Section 7. Miscellaneous Provisions.
(a) Rights as a Shareholder. The Optionee shall not have any rights as a shareholder with respect to any Option Shares until the Optionee purchases Option Shares in accordance with this Agreement. Except as expressly provided by the Plan, no adjustment shall be made for dividends or other rights for which
Attachment A-4
the record date is prior to the issuance of Purchased Option Shares and the delivery of any certificate or certificates for such shares.
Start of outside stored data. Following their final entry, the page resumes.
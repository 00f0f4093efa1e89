// Copyright 2026, Jeroen van Erp <jeroen@geeko.me>
// SPDX-License-Identifier: Apache-2.0

//! Waiting for a CustomResourceDefinition to become usable

use crate::convergence::conditions::{crd_established, crd_exists};
use crate::convergence::poll::{poll_immediate, PollSpec};
use crate::error::{Error, Result};
use k8s_openapi::apiextensions_apiserver::pkg::apis::apiextensions::v1::CustomResourceDefinition;
use kube::Api;
use std::fmt;
use std::future::Future;
use tokio_util::sync::CancellationToken;
use tracing::{debug, info};

/// Phases of a CRD wait; each phase gets the full timeout
#[derive(Debug, Clone, Copy, PartialEq, Eq)]
pub enum CrdWaitPhase {
    AwaitingExistence,
    AwaitingEstablished,
    Done,
}

impl fmt::Display for CrdWaitPhase {
    fn fmt(&self, f: &mut fmt::Formatter<'_>) -> fmt::Result {
        match self {
            CrdWaitPhase::AwaitingExistence => write!(f, "awaiting-existence"),
            CrdWaitPhase::AwaitingEstablished => write!(f, "awaiting-established"),
            CrdWaitPhase::Done => write!(f, "done"),
        }
    }
}

/// Wait until the named CRD exists and then until it is established.
pub async fn wait_for_crd(
    api: &Api<CustomResourceDefinition>,
    name: &str,
    spec: PollSpec,
    cancel: &CancellationToken,
) -> Result<()> {
    wait_for_crd_with(
        name,
        spec,
        cancel,
        || crd_exists(api, name),
        || crd_established(api, name),
    )
    .await
}

/// Drive the two CRD phases with the given probes.
///
/// The established probe is never called if the existence phase fails.
pub async fn wait_for_crd_with<E, EFut, S, SFut>(
    name: &str,
    spec: PollSpec,
    cancel: &CancellationToken,
    mut exists: E,
    mut established: S,
) -> Result<()>
where
    E: FnMut() -> EFut,
    EFut: Future<Output = Result<bool>>,
    S: FnMut() -> SFut,
    SFut: Future<Output = Result<bool>>,
{
    let mut phase = CrdWaitPhase::AwaitingExistence;

    loop {
        debug!(crd = %name, %phase, "CRD wait phase");
        let outcome = match phase {
            CrdWaitPhase::AwaitingExistence => {
                poll_immediate(&format!("CRD {} to exist", name), spec, cancel, &mut exists).await
            }
            CrdWaitPhase::AwaitingEstablished => {
                poll_immediate(
                    &format!("CRD {} to be established", name),
                    spec,
                    cancel,
                    &mut established,
                )
                .await
            }
            CrdWaitPhase::Done => {
                info!("CRD {} is established", name);
                return Ok(());
            }
        };

        if let Err(source) = outcome {
            return Err(Error::CrdWait {
                crd: name.to_string(),
                phase,
                source: Box::new(source),
            });
        }

        phase = match phase {
            CrdWaitPhase::AwaitingExistence => CrdWaitPhase::AwaitingEstablished,
            _ => CrdWaitPhase::Done,
        };
    }
}
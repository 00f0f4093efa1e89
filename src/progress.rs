// Copyright 2026, Jeroen van Erp <jeroen@geeko.me>
// SPDX-License-Identifier: Apache-2.0

//! Progress reporting for long waits
//!
//! Waits on the cluster handle can announce what they are waiting for and how
//! it ended. The sink is fire-and-forget and never changes the outcome.

use crate::error::Result;
use std::future::Future;
use tokio::time::Instant;
use tracing::{info, warn};

/// Progress update message
#[derive(Clone, Debug, PartialEq)]
pub enum ProgressUpdate {
    Started { message: String },
    Succeeded { message: String, elapsed_ms: u64 },
    Failed { message: String, error: String },
}

/// Presentation sink for progress updates
pub trait Progress: Send + Sync {
    fn report(&self, update: ProgressUpdate);
}

/// Renders progress updates as log lines
#[derive(Debug, Default, Clone, Copy)]
pub struct LogProgress;

impl Progress for LogProgress {
    fn report(&self, update: ProgressUpdate) {
        match update {
            ProgressUpdate::Started { message } => info!("{}", message),
            ProgressUpdate::Succeeded {
                message,
                elapsed_ms,
            } => info!(elapsed_ms, "Done: {}", message),
            ProgressUpdate::Failed { message, error } => warn!(%error, "Failed: {}", message),
        }
    }
}

/// Run `operation`, reporting start and outcome to `progress` when given
pub async fn track<T, Fut>(progress: Option<&dyn Progress>, message: String, operation: Fut) -> Result<T>
where
    Fut: Future<Output = Result<T>>,
{
    let Some(progress) = progress else {
        return operation.await;
    };

    progress.report(ProgressUpdate::Started {
        message: message.clone(),
    });
    let start = Instant::now();
    let result = operation.await;

    match &result {
        Ok(_) => progress.report(ProgressUpdate::Succeeded {
            message,
            elapsed_ms: start.elapsed().as_millis() as u64,
        }),
        Err(e) => progress.report(ProgressUpdate::Failed {
            message,
            error: e.to_string(),
        }),
    }
    result
}
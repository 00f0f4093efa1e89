// Copyright 2026, Jeroen van Erp <jeroen@geeko.me>
// SPDX-License-Identifier: Apache-2.0

/// Label keys and values the platform puts on the objects it owns
pub mod labels {
    /// Marks a namespace as a platform workspace
    pub const NAMESPACE_KEY: &str = "app.kubernetes.io/component";
    pub const NAMESPACE_VALUE: &str = "harbormaster-namespace";
    /// Marks objects created by a platform deployment step
    pub const DEPLOYMENT_KEY: &str = "app.kubernetes.io/managed-by";
    pub const DEPLOYMENT_VALUE: &str = "harbormaster";
    /// Marks secrets holding API user credentials
    pub const API_SECRET_KEY: &str = "harbormaster.geeko.me/api-user-credentials";
    pub const API_SECRET_VALUE: &str = "true";
    pub const API_SECRET_ROLE_KEY: &str = "harbormaster.geeko.me/role";
}

/// Node markers used by platform detection
pub mod platform {
    pub const KIND_PROVIDER_PREFIX: &str = "kind://";
    pub const K3S_PROVIDER_PREFIX: &str = "k3s://";
    pub const K3S_KUBELET_MARKER: &str = "+k3s";
    pub const IBM_WORKER_LABEL: &str = "ibm-cloud.kubernetes.io/worker-id";
    pub const MINIKUBE_NAME_LABEL: &str = "minikube.k8s.io/name";
}

/// Dynamic client coordinates for application resources
pub mod resources {
    pub const APPLICATION_GROUP: &str = "application.harbormaster.io";
    pub const APPLICATION_VERSION: &str = "v1";
    pub const APPS: &str = "apps";
    pub const APP_KIND: &str = "App";
    pub const APP_CHARTS: &str = "appcharts";
    pub const APP_CHART_KIND: &str = "AppChart";
}

pub mod defaults {
    pub const POLL_INTERVAL_MS: u64 = 1000;
    pub const TIMEOUT_SECS: u64 = 300;
}
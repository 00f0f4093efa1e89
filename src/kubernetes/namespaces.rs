// Copyright 2026, Jeroen van Erp <jeroen@geeko.me>
// SPDX-License-Identifier: Apache-2.0

//! Namespace management utilities

use crate::constants::labels;
use crate::error::Result;
use crate::kubernetes::accessor;
use k8s_openapi::api::core::v1::Namespace;
use kube::{api::ObjectMeta, Api};
use std::collections::BTreeMap;
use tracing::{debug, info, instrument};

/// Check whether a namespace exists
pub async fn namespace_exists(api: &Api<Namespace>, name: &str) -> Result<bool> {
    Ok(accessor::get(api, name).await?.is_some())
}

/// Check whether a namespace exists and carries the platform ownership label
pub async fn namespace_exists_and_owned(api: &Api<Namespace>, name: &str) -> Result<bool> {
    let Some(namespace) = accessor::get(api, name).await? else {
        return Ok(false);
    };

    Ok(namespace
        .metadata
        .labels
        .as_ref()
        .and_then(|l| l.get(labels::DEPLOYMENT_KEY))
        .is_some_and(|v| v == labels::DEPLOYMENT_VALUE))
}

/// Ensure a namespace exists, create it with the given labels and annotations if it doesn't
#[instrument(skip(api, labels, annotations))]
pub async fn ensure_namespace(
    api: &Api<Namespace>,
    name: &str,
    labels: BTreeMap<String, String>,
    annotations: BTreeMap<String, String>,
) -> Result<()> {
    if namespace_exists(api, name).await? {
        debug!("Namespace {} already exists", name);
        return Ok(());
    }

    info!("Creating namespace {}", name);
    let ns = Namespace {
        metadata: ObjectMeta {
            name: Some(name.to_string()),
            labels: (!labels.is_empty()).then_some(labels),
            annotations: (!annotations.is_empty()).then_some(annotations),
            ..Default::default()
        },
        ..Default::default()
    };
    accessor::create(api, &ns).await?;
    info!("Namespace {} created successfully", name);
    Ok(())
}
(b) No Rights to Additional Awards or Retention. This option is a discretionary one-time award and nothing in this option or in the Plan shall confer upon the Optionee any claim to be granted future or additional options under the Plan. The terms and conditions of this option need not be the same as with respect to other recipients of options under the Plan. Nothing in this option or in the Plan shall confer upon the Optionee any right to continue in Service for any period of specific duration or interfere with or otherwise restrict in any way the rights of the Company (or any Subsidiary thereof employing or retaining the Optionee), which rights are hereby expressly reserved by the Company, to terminate the Optionee’s Service at any time and for any reason, with or without Cause and free from liability or any claim under the Plan unless otherwise expressly provided in the Plan or herein or in any other agreement binding the parties.
(c) Notices. All notices, requests and other communications under this Agreement shall be in writing and shall be delivered in person (by courier or otherwise), mailed by certified or registered mail, return receipt requested, or sent by facsimile transmission, as follows:
If to the Company, to:
x/x Xxxxxx Xxxxxxxx (XX) LLC
000 Xxxxxxxxxx Xxxxx
Xxxxxxxx, XX 00000
Attention: General Counsel
Facsimile: (000) 000-0000
If to the Optionee, to the address that he most recently provided to the Company, or, in each case, at such other address or fax number as such party may hereafter specify for the purpose of notices hereunder by written notice to the other party hereto. All notices, requests and other communications shall be deemed received on the date of receipt by the recipient thereof if received prior to 5:00 p.m. in the place of receipt and such day is a Business Day in the place of receipt. Otherwise, any such notice, request or communication shall be deemed not to have been received until the next succeeding Business Day in the place of receipt. Any notice, request or other written communication sent by facsimile transmission shall be confirmed by certified or registered mail, return receipt requested, posted within one Business Day, or by personal delivery, whether by courier or otherwise, made within two Business Days after the date of such facsimile transmissions; provided that such confirmation, mailing or delivery shall not
Attachment A-5
affect the date of receipt, which will be the date that the facsimile successfully transmitted the notice, request or other communication.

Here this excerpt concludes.